Drastic increase in accuracy when saved model is loaded after a long time

I trained the Densenet169 model on a dermatology dataset till it reached an error_rate of 0.43. I did this 3 months ago.

Recently I made the data bunch again to test the accuracy and the error rate had decreased to 0.17 and the training loss had increased.

This drastic decrease in error_rate (ie increase in accuracy) was very unexpected.

I reckoned that this could have been because of creating the data bunch again. The images in the training set and the validation set may not the same anymore. Some images that were in the validation set earlier may now be in the training set and some images that were in the training set earlier may now be in the validation set.
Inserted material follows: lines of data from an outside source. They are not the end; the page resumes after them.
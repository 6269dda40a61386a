//! Canonical state and query types for the data-grid engine.
//!
//! This crate defines the data model shared by every engine component:
//!
//! - **row**: dynamic row records and cell value helpers
//! - **column**: column specifications with value resolution and formatting
//! - **filter**: filter rules, groups, operators, and column types
//! - **sort**: multi-key sort descriptors
//! - **pagination**: page index/size state
//! - **selection**: include/exclude selection state and host snapshots
//! - **query**: the derived canonical query handed to fetch and export
//! - **snapshot**: persisted layout and session shapes

pub mod column;
pub mod filter;
pub mod pagination;
pub mod query;
pub mod row;
pub mod selection;
pub mod snapshot;
pub mod sort;

pub use column::ColumnSpec;
pub use filter::{ColumnType, FilterGroup, FilterLogic, FilterOperator, FilterRule};
pub use pagination::PaginationState;
pub use query::CanonicalQuery;
pub use row::{Row, value_display, value_is_empty, value_to_f64};
pub use selection::{SelectionKind, SelectionSnapshot, SelectionState};
pub use snapshot::{ColumnPinning, LayoutSnapshot, SessionSnapshot};
pub use sort::{SortDirection, SortEntry};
But, The random.seed() values in both cases were the same. This made me question the above explanation.

Can anyone comment on what might have happened here, please?

Did you used the exactly same training and valid splits from the previous training? If your splits are different you will have greater accuracy, especially if your model were overfitting, because now you have previous cases the model “knows” in your test set.

1 Like

yes, I used a valid_pct of 0.3 both times.

But if you dont specify the random seed it could be different 0.7 and 0.3 splits each time. You should fix the random seed to be sure the splits are the same.

There’s a few more seeds that need to be set to get “true” reproducibility. See here:

https://docs.fast.ai/dev/test.html#getting-reproducible-results

1 Like